From the records, report how many lines hold the word "usize", with the number as the sole reply.

[EXERCISE MATERIALS Boundary: Start]

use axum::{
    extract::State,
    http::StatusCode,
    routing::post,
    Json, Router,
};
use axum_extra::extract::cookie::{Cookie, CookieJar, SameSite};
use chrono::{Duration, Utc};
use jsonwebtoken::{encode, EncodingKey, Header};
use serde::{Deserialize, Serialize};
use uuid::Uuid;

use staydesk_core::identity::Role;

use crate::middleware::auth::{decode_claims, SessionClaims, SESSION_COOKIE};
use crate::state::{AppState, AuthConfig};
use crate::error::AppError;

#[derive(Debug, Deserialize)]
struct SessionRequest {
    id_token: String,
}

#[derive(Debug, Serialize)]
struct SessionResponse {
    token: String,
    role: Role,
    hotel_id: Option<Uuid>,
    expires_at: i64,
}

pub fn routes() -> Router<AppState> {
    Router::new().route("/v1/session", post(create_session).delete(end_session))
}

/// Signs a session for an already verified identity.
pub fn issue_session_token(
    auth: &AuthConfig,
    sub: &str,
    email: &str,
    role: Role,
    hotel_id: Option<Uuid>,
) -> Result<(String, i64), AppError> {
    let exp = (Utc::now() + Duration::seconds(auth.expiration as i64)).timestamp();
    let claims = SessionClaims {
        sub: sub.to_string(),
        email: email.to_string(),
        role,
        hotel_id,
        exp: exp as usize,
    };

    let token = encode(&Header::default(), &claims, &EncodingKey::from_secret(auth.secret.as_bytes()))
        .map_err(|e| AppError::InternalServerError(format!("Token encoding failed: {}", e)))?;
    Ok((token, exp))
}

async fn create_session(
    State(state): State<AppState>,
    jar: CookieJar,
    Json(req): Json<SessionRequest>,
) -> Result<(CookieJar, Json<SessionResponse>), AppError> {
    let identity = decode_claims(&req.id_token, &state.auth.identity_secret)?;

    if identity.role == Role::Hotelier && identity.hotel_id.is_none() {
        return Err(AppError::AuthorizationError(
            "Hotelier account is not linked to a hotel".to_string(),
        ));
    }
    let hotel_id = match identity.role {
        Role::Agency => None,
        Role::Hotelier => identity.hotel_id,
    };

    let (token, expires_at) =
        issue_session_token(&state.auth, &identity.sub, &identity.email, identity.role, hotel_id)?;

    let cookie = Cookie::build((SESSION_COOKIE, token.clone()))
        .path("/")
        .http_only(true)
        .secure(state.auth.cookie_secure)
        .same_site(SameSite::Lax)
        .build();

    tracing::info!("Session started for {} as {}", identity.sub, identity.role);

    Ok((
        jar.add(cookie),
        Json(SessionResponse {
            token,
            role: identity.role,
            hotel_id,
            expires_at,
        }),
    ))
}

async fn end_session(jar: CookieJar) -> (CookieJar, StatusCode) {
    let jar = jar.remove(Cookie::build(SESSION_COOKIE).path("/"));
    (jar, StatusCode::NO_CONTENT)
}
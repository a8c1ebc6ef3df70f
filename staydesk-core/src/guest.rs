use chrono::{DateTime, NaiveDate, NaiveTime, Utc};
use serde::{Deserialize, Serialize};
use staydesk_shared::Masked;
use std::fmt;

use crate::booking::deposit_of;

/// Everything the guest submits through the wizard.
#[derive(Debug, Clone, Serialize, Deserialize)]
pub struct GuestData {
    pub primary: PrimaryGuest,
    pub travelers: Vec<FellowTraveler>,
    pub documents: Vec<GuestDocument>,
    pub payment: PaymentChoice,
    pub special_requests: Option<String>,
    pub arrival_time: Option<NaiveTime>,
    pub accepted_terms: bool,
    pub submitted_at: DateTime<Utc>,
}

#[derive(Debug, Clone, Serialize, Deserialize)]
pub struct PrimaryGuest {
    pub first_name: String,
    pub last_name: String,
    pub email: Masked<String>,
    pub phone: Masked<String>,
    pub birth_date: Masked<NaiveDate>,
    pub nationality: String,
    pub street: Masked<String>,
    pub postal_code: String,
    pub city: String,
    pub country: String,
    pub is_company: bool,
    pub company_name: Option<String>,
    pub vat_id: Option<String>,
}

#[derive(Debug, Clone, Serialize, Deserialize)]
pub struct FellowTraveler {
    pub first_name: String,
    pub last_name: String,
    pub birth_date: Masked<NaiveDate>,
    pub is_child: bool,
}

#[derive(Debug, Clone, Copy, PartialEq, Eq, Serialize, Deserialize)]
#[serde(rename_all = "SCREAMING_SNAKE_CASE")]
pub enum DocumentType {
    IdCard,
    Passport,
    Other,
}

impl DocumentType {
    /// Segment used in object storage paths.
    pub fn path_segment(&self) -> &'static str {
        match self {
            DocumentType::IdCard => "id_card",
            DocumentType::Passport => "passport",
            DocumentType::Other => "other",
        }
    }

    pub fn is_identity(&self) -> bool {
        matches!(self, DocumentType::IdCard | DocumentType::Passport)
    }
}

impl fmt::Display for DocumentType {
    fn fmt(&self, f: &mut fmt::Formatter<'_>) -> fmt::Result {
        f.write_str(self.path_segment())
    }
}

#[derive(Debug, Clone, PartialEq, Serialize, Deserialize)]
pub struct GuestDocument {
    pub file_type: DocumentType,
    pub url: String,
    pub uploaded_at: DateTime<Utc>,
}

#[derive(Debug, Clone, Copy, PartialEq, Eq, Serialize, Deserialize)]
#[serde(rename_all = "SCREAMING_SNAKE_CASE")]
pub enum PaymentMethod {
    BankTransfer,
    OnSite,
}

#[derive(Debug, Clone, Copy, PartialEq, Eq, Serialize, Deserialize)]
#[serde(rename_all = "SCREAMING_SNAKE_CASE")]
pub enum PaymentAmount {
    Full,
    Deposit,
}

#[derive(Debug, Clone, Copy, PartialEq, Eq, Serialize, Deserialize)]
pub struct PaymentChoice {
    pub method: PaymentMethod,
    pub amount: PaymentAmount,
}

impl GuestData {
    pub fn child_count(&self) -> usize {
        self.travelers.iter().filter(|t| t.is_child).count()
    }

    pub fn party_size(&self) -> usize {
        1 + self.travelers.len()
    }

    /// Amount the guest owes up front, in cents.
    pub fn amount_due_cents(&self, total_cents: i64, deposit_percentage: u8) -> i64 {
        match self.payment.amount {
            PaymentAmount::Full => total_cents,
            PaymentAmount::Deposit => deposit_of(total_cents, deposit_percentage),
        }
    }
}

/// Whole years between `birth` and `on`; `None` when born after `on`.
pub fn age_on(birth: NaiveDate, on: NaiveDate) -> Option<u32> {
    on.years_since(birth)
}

[EXERCISE MATERIALS Boundary: End]

» YOUR SOLUTION:
3